Copy each line below that contains "impl".

Segment Start: DATA

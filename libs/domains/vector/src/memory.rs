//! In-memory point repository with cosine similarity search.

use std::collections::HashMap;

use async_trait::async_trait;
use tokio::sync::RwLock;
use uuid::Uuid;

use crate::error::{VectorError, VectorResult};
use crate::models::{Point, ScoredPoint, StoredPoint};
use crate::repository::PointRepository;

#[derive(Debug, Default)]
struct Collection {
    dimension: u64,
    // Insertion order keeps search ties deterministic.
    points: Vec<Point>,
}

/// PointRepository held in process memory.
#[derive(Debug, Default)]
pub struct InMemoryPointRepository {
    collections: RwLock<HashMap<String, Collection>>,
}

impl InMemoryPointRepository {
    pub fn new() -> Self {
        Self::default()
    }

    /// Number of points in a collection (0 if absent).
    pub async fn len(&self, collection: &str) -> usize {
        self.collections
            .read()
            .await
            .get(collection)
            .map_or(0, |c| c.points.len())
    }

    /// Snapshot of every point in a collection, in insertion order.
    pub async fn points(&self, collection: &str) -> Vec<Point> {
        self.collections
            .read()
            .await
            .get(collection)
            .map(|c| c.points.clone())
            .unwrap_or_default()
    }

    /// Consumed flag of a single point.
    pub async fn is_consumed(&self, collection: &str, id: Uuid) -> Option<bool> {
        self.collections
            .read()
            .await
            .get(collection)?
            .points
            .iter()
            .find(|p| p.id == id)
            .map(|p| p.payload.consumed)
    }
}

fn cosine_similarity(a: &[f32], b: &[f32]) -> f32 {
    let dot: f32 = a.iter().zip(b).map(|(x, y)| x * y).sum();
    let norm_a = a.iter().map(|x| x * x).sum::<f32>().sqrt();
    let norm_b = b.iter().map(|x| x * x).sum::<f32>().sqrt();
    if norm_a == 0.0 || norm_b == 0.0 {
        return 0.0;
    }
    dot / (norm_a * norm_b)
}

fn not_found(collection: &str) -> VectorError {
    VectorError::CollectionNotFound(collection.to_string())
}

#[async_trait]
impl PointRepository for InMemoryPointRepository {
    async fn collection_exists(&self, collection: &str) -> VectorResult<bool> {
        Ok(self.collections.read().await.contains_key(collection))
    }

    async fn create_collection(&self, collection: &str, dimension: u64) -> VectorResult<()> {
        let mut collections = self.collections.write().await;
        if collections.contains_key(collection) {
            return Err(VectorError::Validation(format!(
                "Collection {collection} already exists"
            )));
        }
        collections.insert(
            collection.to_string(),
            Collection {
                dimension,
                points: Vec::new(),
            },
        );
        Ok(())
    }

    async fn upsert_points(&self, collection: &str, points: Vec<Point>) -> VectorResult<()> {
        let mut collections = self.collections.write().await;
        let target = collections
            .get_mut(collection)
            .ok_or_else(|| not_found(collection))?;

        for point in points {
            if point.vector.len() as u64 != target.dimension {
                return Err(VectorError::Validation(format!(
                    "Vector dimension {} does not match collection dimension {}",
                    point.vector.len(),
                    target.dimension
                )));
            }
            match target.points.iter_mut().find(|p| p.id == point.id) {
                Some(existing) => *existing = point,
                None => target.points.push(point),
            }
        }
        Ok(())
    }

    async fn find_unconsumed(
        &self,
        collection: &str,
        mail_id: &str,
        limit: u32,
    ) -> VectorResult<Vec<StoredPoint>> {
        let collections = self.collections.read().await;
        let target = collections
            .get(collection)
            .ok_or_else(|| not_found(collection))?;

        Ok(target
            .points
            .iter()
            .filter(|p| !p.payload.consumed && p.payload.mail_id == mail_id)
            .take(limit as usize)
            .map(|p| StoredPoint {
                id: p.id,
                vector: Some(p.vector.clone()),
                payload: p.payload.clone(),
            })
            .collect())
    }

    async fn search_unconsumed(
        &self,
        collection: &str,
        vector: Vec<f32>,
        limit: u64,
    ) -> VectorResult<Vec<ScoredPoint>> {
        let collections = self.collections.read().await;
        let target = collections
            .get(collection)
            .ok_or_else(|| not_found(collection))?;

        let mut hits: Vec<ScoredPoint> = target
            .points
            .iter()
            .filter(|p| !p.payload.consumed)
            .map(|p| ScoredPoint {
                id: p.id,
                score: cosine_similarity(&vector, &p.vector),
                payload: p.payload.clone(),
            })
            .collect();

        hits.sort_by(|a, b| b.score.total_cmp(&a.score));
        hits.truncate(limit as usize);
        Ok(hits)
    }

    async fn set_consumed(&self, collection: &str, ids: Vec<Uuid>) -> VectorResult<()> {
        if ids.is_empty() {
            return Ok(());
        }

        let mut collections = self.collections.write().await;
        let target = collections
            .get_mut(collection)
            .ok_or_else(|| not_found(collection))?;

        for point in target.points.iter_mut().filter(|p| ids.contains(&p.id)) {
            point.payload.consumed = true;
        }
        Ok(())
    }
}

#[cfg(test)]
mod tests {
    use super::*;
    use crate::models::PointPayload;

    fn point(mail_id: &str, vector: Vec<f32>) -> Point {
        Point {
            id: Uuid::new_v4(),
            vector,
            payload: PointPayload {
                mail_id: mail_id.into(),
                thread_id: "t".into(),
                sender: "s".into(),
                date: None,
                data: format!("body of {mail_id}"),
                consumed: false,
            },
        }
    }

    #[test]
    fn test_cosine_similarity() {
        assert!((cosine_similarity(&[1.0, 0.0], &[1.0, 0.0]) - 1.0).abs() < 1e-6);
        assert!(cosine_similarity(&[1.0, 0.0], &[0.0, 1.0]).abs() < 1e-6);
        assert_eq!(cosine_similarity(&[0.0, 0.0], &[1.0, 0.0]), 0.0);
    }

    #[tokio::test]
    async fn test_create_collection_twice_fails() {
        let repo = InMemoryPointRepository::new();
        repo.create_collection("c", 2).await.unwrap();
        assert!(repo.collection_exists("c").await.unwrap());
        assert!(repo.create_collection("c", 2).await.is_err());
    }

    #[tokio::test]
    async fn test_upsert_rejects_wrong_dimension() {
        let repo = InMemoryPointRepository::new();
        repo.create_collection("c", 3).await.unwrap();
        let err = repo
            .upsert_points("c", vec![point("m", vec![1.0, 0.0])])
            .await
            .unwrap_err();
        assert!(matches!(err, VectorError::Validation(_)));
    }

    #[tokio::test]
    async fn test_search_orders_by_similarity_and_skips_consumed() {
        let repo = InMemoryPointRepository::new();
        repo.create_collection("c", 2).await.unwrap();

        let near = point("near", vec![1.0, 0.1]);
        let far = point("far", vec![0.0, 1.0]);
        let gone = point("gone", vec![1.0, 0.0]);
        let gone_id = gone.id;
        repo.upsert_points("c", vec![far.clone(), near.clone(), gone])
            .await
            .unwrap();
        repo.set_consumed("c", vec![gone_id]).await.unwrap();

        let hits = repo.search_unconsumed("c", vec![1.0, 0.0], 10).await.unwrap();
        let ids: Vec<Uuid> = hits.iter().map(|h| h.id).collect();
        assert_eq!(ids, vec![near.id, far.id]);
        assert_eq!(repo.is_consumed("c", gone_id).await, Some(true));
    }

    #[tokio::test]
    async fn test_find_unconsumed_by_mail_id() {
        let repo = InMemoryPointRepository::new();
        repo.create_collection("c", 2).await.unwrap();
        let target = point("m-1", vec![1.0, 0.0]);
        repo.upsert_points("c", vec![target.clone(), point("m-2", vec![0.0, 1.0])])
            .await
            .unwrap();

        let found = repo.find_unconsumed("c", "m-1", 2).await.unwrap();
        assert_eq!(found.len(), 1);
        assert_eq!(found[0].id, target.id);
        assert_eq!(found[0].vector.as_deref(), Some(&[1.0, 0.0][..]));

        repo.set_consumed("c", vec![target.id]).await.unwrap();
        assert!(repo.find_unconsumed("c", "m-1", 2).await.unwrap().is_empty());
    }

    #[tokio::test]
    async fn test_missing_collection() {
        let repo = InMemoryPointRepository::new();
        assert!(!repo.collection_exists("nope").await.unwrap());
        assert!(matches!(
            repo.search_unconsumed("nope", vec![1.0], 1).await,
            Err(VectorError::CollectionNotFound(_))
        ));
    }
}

Segment End: DATA

◆ YOUR RESPONSE ◆
impl InMemoryPointRepository {
impl PointRepository for InMemoryPointRepository {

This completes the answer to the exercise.